(Collected data entries)

▬▬▬▬▬▬▬▬▬▬

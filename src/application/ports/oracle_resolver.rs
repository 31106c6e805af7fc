use std::sync::Arc;

use crate::domain::OracleBackend;

use super::{ExtractionOracle, OracleError};

/// Maps a provider identifier chosen at job creation to a concrete oracle.
pub trait OracleResolver: Send + Sync {
    fn backend(&self, provider: &str) -> OracleBackend;

    fn resolve(&self, provider: &str) -> Result<Arc<dyn ExtractionOracle>, OracleError>;
}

▬▬▬▬▬▬▬▬▬▬

■ **Task to complete**: All of the data above needs to be retyped exactly, with each line as it stands.

■ **Response area**:
filename src/application/ports/oracle_resolver.rs
repository 31106c6e805af7fc
use std::sync::Arc;

use crate::domain::OracleBackend;

use super::{ExtractionOracle, OracleError};

/// Maps a provider identifier chosen at job creation to a concrete oracle.
pub trait OracleResolver: Send + Sync {
    fn backend(&self, provider: &str) -> OracleBackend;

    fn resolve(&self, provider: &str) -> Result<Arc<dyn ExtractionOracle>, OracleError>;
}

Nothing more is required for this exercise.